How to Prepare Zucchini for Bread

Peeling zucchini: There is no need to peel medium or small zucchini as the skin is very thin and will not add noticeable flavor or texture. If you’re using an extra large zucchini from the garden, it can be peeled and the seeds should be removed by scraping with a spoon.

Grating zucchini: This recipe uses grated zucchini. Use the larger holes on a box grater or a food processor grater (don’t dice or chop it). Once grated, do not squeeze the zucchini dry, as the liquid keeps it moist.

How to Make Zucchini Bread

Like most quick bread recipes, this zucchini loaf is easy to make and requires just a few minutes of prep time. I line my loaf pans with parchment paper to make the bread extra easy to remove.
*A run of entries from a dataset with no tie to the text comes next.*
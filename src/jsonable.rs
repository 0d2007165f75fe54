//! The runtime view the writer and the materializer take of a value.
//!
//! Every value that can be written implements [`Jsonable`]. The trait reports which category
//! the value falls in ([`Kind`]) for transformer dispatch, exposes its contents ([`View`]), and
//! gives type-erased access for the accessors in [`crate::schema`].

use std::any::Any;
use std::collections::{BTreeMap, BTreeSet, HashMap, HashSet, VecDeque};
use std::fmt::Debug;
use std::hash::Hash;
use std::sync::Arc;

use chrono::{DateTime, Utc};
use indexmap::IndexMap;

use crate::error::Result;
use crate::materialize::Context;
use crate::schema::TypeDescriptor;
use crate::value::{Object, Value};

/// The category a value is written as. Together with the type name and the schema/adapter
/// flags it forms the dispatch key.
#[derive(Debug, Copy, Clone, PartialEq, Eq, Hash)]
pub enum Kind {
    Null,
    Primitive,
    Str,
    Enum,
    Date,
    Sequence,
    Map,
    Object,
}

#[derive(Debug, Copy, Clone, PartialEq)]
pub enum Primitive {
    Bool(bool),
    Signed(i64),
    Unsigned(u64),
    F32(f32),
    F64(f64),
    Char(char),
}

/// The contents of a value, borrowed for the duration of a write.
#[derive(Debug)]
pub enum View<'a> {
    Null,
    Primitive(Primitive),
    Str(&'a str),
    /// An enum constant, by name.
    Enum(&'static str),
    Date(DateTime<Utc>),
    Sequence(Vec<&'a dyn Jsonable>),
    Map(Vec<(&'a str, &'a dyn Jsonable)>),
    /// Members are found through the type's descriptor, an adapter, or [`Jsonable::fields`].
    Object,
}

pub trait Jsonable: Any + Debug + Send + Sync + 'static {
    /// The name written as the discriminator and looked up in the type catalog.
    fn type_name(&self) -> &'static str;

    fn kind(&self) -> Kind;

    fn view(&self) -> View<'_>;

    /// The declared schema, for described types.
    fn descriptor(&self) -> Option<Arc<TypeDescriptor>> {
        None
    }

    /// Plain member listing used when a type has neither a schema nor an adapter.
    fn fields(&self) -> Vec<(&'static str, &dyn Jsonable)> {
        Vec::new()
    }

    /// Counterpart of [`Jsonable::fields`] on the read path.
    fn fill_members(&mut self, _mapping: &Object, _cx: &Context<'_>) -> Result<()> {
        Ok(())
    }

    fn as_any(&self) -> &dyn Any;

    fn as_any_mut(&mut self) -> &mut dyn Any;

    fn into_any(self: Box<Self>) -> Box<dyn Any>;

    fn clone_boxed(&self) -> Box<dyn Jsonable>;
}

/// Enums written by the name of their constant.
pub trait Constant: Sized {
    fn constant_name(&self) -> &'static str;

    fn from_constant(name: &str) -> Option<Self>;
}

impl dyn Jsonable {
    pub fn is<T: Any>(&self) -> bool {
        self.as_any().is::<T>()
    }

    pub fn downcast_ref<T: Any>(&self) -> Option<&T> {
        self.as_any().downcast_ref()
    }

    pub fn downcast_mut<T: Any>(&mut self) -> Option<&mut T> {
        self.as_any_mut().downcast_mut()
    }

    pub fn downcast<T: Any>(self: Box<Self>) -> Option<T> {
        self.into_any().downcast::<T>().ok().map(|b| *b)
    }
}

impl Clone for Box<dyn Jsonable> {
    fn clone(&self) -> Self {
        (**self).clone_boxed()
    }
}

macro_rules! primitive {
    ($($ty:ty => $variant:ident as $conv:ty),* $(,)?) => {
        $(
            impl Jsonable for $ty {
                fn type_name(&self) -> &'static str {
                    stringify!($ty)
                }

                fn kind(&self) -> Kind {
                    Kind::Primitive
                }

                fn view(&self) -> View<'_> {
                    View::Primitive(Primitive::$variant(<$conv>::from(*self)))
                }

                crate::__any_plumbing!();
            }
        )*
    };
}

primitive! {
    bool => Bool as bool,
    i8 => Signed as i64,
    i16 => Signed as i64,
    i32 => Signed as i64,
    i64 => Signed as i64,
    u8 => Unsigned as u64,
    u16 => Unsigned as u64,
    u32 => Unsigned as u64,
    u64 => Unsigned as u64,
    f32 => F32 as f32,
    f64 => F64 as f64,
    char => Char as char,
}

impl Jsonable for String {
    fn type_name(&self) -> &'static str {
        "string"
    }

    fn kind(&self) -> Kind {
        Kind::Str
    }

    fn view(&self) -> View<'_> {
        View::Str(self)
    }

    crate::__any_plumbing!();
}

impl Jsonable for DateTime<Utc> {
    fn type_name(&self) -> &'static str {
        "date"
    }

    fn kind(&self) -> Kind {
        Kind::Date
    }

    fn view(&self) -> View<'_> {
        View::Date(*self)
    }

    crate::__any_plumbing!();
}

impl<T: Jsonable + Clone> Jsonable for Option<T> {
    fn type_name(&self) -> &'static str {
        match self {
            Some(inner) => inner.type_name(),
            None => "null",
        }
    }

    fn kind(&self) -> Kind {
        match self {
            Some(inner) => inner.kind(),
            None => Kind::Null,
        }
    }

    fn view(&self) -> View<'_> {
        match self {
            Some(inner) => inner.view(),
            None => View::Null,
        }
    }

    fn descriptor(&self) -> Option<Arc<TypeDescriptor>> {
        self.as_ref().and_then(Jsonable::descriptor)
    }

    fn fields(&self) -> Vec<(&'static str, &dyn Jsonable)> {
        self.as_ref().map(Jsonable::fields).unwrap_or_default()
    }

    fn fill_members(&mut self, mapping: &Object, cx: &Context<'_>) -> Result<()> {
        match self {
            Some(inner) => inner.fill_members(mapping, cx),
            None => Ok(()),
        }
    }

    // A present value is seen as the value itself, so accessors declared for `T` apply.
    fn as_any(&self) -> &dyn Any {
        match self {
            Some(inner) => inner.as_any(),
            None => self,
        }
    }

    fn as_any_mut(&mut self) -> &mut dyn Any {
        match self {
            Some(inner) => inner.as_any_mut(),
            None => self,
        }
    }

    fn into_any(self: Box<Self>) -> Box<dyn Any> {
        match *self {
            Some(inner) => Box::new(inner).into_any(),
            None => self,
        }
    }

    fn clone_boxed(&self) -> Box<dyn Jsonable> {
        Box::new(self.clone())
    }
}

/// A type-erased member. Its type name, kind and `Any` identity are those of the value inside.
impl Jsonable for Box<dyn Jsonable> {
    fn type_name(&self) -> &'static str {
        (**self).type_name()
    }

    fn kind(&self) -> Kind {
        (**self).kind()
    }

    fn view(&self) -> View<'_> {
        (**self).view()
    }

    fn descriptor(&self) -> Option<Arc<TypeDescriptor>> {
        (**self).descriptor()
    }

    fn fields(&self) -> Vec<(&'static str, &dyn Jsonable)> {
        (**self).fields()
    }

    fn fill_members(&mut self, mapping: &Object, cx: &Context<'_>) -> Result<()> {
        (**self).fill_members(mapping, cx)
    }

    fn as_any(&self) -> &dyn Any {
        (**self).as_any()
    }

    fn as_any_mut(&mut self) -> &mut dyn Any {
        (**self).as_any_mut()
    }

    fn into_any(self: Box<Self>) -> Box<dyn Any> {
        (*self).into_any()
    }

    fn clone_boxed(&self) -> Box<dyn Jsonable> {
        (**self).clone_boxed()
    }
}

macro_rules! sequence {
    ($($ty:ident<T $(: $bound:ident $(+ $more:ident)*)?>),* $(,)?) => {
        $(
            impl<T: Jsonable + Clone $(+ $bound $(+ $more)*)?> Jsonable for $ty<T> {
                fn type_name(&self) -> &'static str {
                    std::any::type_name::<Self>()
                }

                fn kind(&self) -> Kind {
                    Kind::Sequence
                }

                fn view(&self) -> View<'_> {
                    View::Sequence(self.iter().map(|e| e as &dyn Jsonable).collect())
                }

                crate::__any_plumbing!();
            }
        )*
    };
}

sequence! {
    Vec<T>,
    VecDeque<T>,
    HashSet<T: Eq + Hash>,
    BTreeSet<T: Ord>,
}

impl<T: Jsonable + Clone, const N: usize> Jsonable for [T; N] {
    fn type_name(&self) -> &'static str {
        std::any::type_name::<Self>()
    }

    fn kind(&self) -> Kind {
        Kind::Sequence
    }

    fn view(&self) -> View<'_> {
        View::Sequence(self.iter().map(|e| e as &dyn Jsonable).collect())
    }

    crate::__any_plumbing!();
}

macro_rules! map {
    ($($ty:ident),* $(,)?) => {
        $(
            impl<V: Jsonable + Clone> Jsonable for $ty<String, V> {
                fn type_name(&self) -> &'static str {
                    std::any::type_name::<Self>()
                }

                fn kind(&self) -> Kind {
                    Kind::Map
                }

                fn view(&self) -> View<'_> {
                    View::Map(
                        self.iter()
                            .map(|(k, v)| (k.as_str(), v as &dyn Jsonable))
                            .collect(),
                    )
                }

                crate::__any_plumbing!();
            }
        )*
    };
}

map!(HashMap, BTreeMap, IndexMap);

/// Generic trees are written by their shape: objects as maps, arrays as sequences.
impl Jsonable for Value {
    fn type_name(&self) -> &'static str {
        match self {
            Value::Bool(_) => "bool",
            Value::Integer(_) => "i64",
            Value::Float(_) => "f64",
            other => other.kind_desc(),
        }
    }

    fn kind(&self) -> Kind {
        match self {
            Value::Null => Kind::Null,
            Value::Bool(_) | Value::Integer(_) | Value::Float(_) => Kind::Primitive,
            Value::String(_) => Kind::Str,
            Value::Array(_) => Kind::Sequence,
            Value::Object(_) => Kind::Map,
        }
    }

    fn view(&self) -> View<'_> {
        match self {
            Value::Null => View::Null,
            Value::Bool(b) => View::Primitive(Primitive::Bool(*b)),
            Value::Integer(i) => View::Primitive(Primitive::Signed(*i)),
            Value::Float(f) => View::Primitive(Primitive::F64(*f)),
            Value::String(s) => View::Str(s),
            Value::Array(items) => View::Sequence(items.iter().map(|e| e as &dyn Jsonable).collect()),
            Value::Object(members) => View::Map(
                members
                    .iter()
                    .map(|(k, v)| (k.as_str(), v as &dyn Jsonable))
                    .collect(),
            ),
        }
    }

    crate::__any_plumbing!();
}
use super::described::write_properties;
use super::{Probe, Transformer};
use crate::error::Result;
use crate::jsonable::{Jsonable, Kind};
use crate::materialize::Context;
use crate::sink::Sink;

/// Types without a schema of their own that the settings hold an adapter for.
pub(super) struct AdapterTransformer;

impl Transformer for AdapterTransformer {
    fn name(&self) -> &'static str {
        "adapter"
    }

    fn priority(&self) -> i32 {
        70
    }

    fn matches(&self, probe: &Probe) -> bool {
        probe.kind == Kind::Object && probe.adapted && !probe.described
    }

    fn write(&self, value: &dyn Jsonable, out: &mut dyn Sink, cx: &Context<'_>) -> Result<()> {
        write_properties(value, out, cx)
    }
}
  1. Grate Zucchini: Use the larger side of a box grater to shred zucchini.
  2. Prep Wet & Dry Ingredients: Combine wet and dry ingredients in separate bowls (recipe below).
  3. Combine: Stir wet and dry ingredients just until moistened.
  4. Bake: Pour into prepared pans and bake.

Variations

  • add chopped walnuts or pecans
  • swap the cinnamon for other warm spices like pumpkin pie spice, or add a pinch of nutmeg
  • dried cranberries or raisins are a great addition
  • swap out the walnuts for chocolate chips or mini chocolate chips
Fresh cooked Zucchini Bread in loaf pan

Tips For The Best Zucchini Bread

  • Small to medium zucchinis (or even summer squash) work best.
  • Ensure ingredients are at room temperature.
  • Combine the dry ingredients with a whisk, this acts a bit like sifting the flour.
  • Do not overmix.
  • Cooking times can vary slightly, so be sure to check the bread early and bake just until a toothpick comes out clean.
Sliced loaf of Zucchini Bread

Freezing and Storage

You can store zucchini bread on the counter for up to 2 days. It’s very moist, so if you’ll be keeping it longer than 2 days, refrigerate or freeze it.
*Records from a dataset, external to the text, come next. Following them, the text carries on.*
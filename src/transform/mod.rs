//! Writing values as JSON text.
//!
//! A fixed list of stateless transformers is built once. For each value, the transformers whose
//! predicate accepts the value's [`Probe`] compete, and the lowest priority wins (ties go to the
//! earlier transformer in the list). The winner is cached per probe for the life of the
//! process; since a probe carries everything the predicates look at, a cached decision is
//! always the one a fresh resolution would reach.

mod adapter;
mod date;
mod described;
mod enumeration;
mod map;
mod null;
mod object;
mod primitive;
mod sequence;
mod string;

use std::sync::LazyLock;

use dashmap::DashMap;
use tracing::*;

use crate::error::{Error, Result};
use crate::jsonable::{Jsonable, Kind};
use crate::materialize::Context;
use crate::settings::Settings;
use crate::sink::Sink;

pub trait Transformer: Send + Sync {
    fn name(&self) -> &'static str;

    /// Lower wins.
    fn priority(&self) -> i32;

    fn matches(&self, probe: &Probe) -> bool;

    fn write(&self, value: &dyn Jsonable, out: &mut dyn Sink, cx: &Context<'_>) -> Result<()>;
}

/// What dispatch knows about a value.
#[derive(Debug, Clone, Copy, PartialEq, Eq, Hash)]
pub struct Probe {
    pub type_name: &'static str,
    pub kind: Kind,
    /// The type declares a schema.
    pub described: bool,
    /// The settings of this call hold an adapter for the type.
    pub adapted: bool,
}

impl Probe {
    pub fn of(value: &dyn Jsonable, settings: &Settings) -> Self {
        Probe {
            type_name: value.type_name(),
            kind: value.kind(),
            described: value.descriptor().is_some(),
            adapted: settings.has_adapters()
                && settings.adapter(value.as_any().type_id()).is_some(),
        }
    }
}

/// Index of the generic object transformer, which accepts every probe.
const FALLBACK: usize = 0;

static TRANSFORMERS: LazyLock<Vec<Box<dyn Transformer>>> = LazyLock::new(|| {
    vec![
        Box::new(object::ObjectTransformer),
        Box::new(null::NullTransformer),
        Box::new(primitive::PrimitiveTransformer),
        Box::new(string::StringTransformer),
        Box::new(enumeration::EnumTransformer),
        Box::new(date::DateTransformer),
        Box::new(sequence::SequenceTransformer),
        Box::new(map::MapTransformer),
        Box::new(adapter::AdapterTransformer),
        Box::new(described::DescribedTransformer),
    ]
});

static DISPATCH: LazyLock<DashMap<Probe, usize>> = LazyLock::new(DashMap::new);

/// The transformer that writes values matching `probe`.
pub fn transformer_for(probe: &Probe) -> &'static dyn Transformer {
    let transformers = LazyLock::force(&TRANSFORMERS);
    if let Some(index) = DISPATCH.get(probe) {
        return transformers[*index].as_ref();
    }

    let index = transformers
        .iter()
        .enumerate()
        .filter(|(_, t)| t.matches(probe))
        .min_by_key(|(i, t)| (t.priority(), *i))
        .map_or(FALLBACK, |(i, _)| i);
    debug!(
        type_name = probe.type_name,
        kind = ?probe.kind,
        transformer = transformers[index].name(),
        "resolved transformer"
    );
    DISPATCH.insert(*probe, index);
    transformers[index].as_ref()
}

/// Write `value` to `out`.
pub fn serialize(value: &dyn Jsonable, out: &mut dyn Sink, cx: &Context<'_>) -> Result<()> {
    let probe = Probe::of(value, cx.settings);
    transformer_for(&probe).write(value, out, cx)
}

/// The view of `value` does not agree with the kind it reported.
pub(crate) fn mismatch(expected: &'static str, value: &dyn Jsonable) -> Error {
    Error::TypeMismatch {
        expected,
        found: value.type_name().to_string(),
    }
}

/// Write `text` as a double-quoted string. Quotes, backslashes and the usual control characters
/// are escaped; everything else, single quotes included, is written as is.
pub(crate) fn write_string(out: &mut dyn Sink, text: &str) -> Result<()> {
    out.emit_char('"')?;
    let mut start = 0;
    for (i, c) in text.char_indices() {
        let escaped = match c {
            '"' => "\\\"",
            '\\' => "\\\\",
            '\n' => "\\n",
            '\t' => "\\t",
            '\r' => "\\r",
            '\u{8}' => "\\b",
            '\u{c}' => "\\f",
            _ => continue,
        };
        out.emit(&text[start..i])?;
        out.emit(escaped)?;
        start = i + c.len_utf8();
    }
    out.emit(&text[start..])?;
    out.emit_char('"')
}

/// Incremental writer for `{...}` output shared by the object-shaped transformers.
pub(crate) struct ObjectWriter<'o> {
    out: &'o mut dyn Sink,
    emitted: usize,
}

impl<'o> ObjectWriter<'o> {
    pub(crate) fn begin(out: &'o mut dyn Sink) -> Result<Self> {
        out.emit_char('{')?;
        Ok(ObjectWriter { out, emitted: 0 })
    }

    fn key(&mut self, name: &str) -> Result<()> {
        if self.emitted > 0 {
            self.out.emit_char(',')?;
        }
        write_string(&mut *self.out, name)?;
        self.out.emit_char(':')
    }

    pub(crate) fn member(&mut self, name: &str, value: &dyn Jsonable, cx: &Context<'_>) -> Result<()> {
        self.key(name)?;
        serialize(value, &mut *self.out, cx)?;
        self.emitted += 1;
        Ok(())
    }

    pub(crate) fn member_with(
        &mut self,
        name: &str,
        write: impl FnOnce(&mut dyn Sink) -> Result<()>,
    ) -> Result<()> {
        self.key(name)?;
        write(&mut *self.out)?;
        self.emitted += 1;
        Ok(())
    }

    /// Append the discriminator naming `type_name`.
    pub(crate) fn tag(&mut self, type_name: &str, cx: &Context<'_>) -> Result<()> {
        let key = cx.settings.discriminator_key();
        self.member_with(key, |out| write_string(out, type_name))
    }

    /// Close a described object: the discriminator follows the members unless nothing was
    /// written or the settings exclude it.
    pub(crate) fn finish(mut self, type_name: &str, cx: &Context<'_>) -> Result<()> {
        if self.emitted > 0 && !cx.settings.policy.exclude_discriminator {
            self.tag(type_name, cx)?;
        }
        self.close()
    }

    pub(crate) fn close(self) -> Result<()> {
        self.out.emit_char('}')
    }
}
Freezer: Like most quick bread, zucchini bread can be frozen. Be sure to cool completely first. Freeze it in slices wrapped in plastic wrap and then aluminum foil. Freezing in slices makes it easy to thaw just as much as you’d like to eat.

More Zucchini Treats

Did you make this homemade Zucchini Bread? Be sure to leave a rating and a comment below!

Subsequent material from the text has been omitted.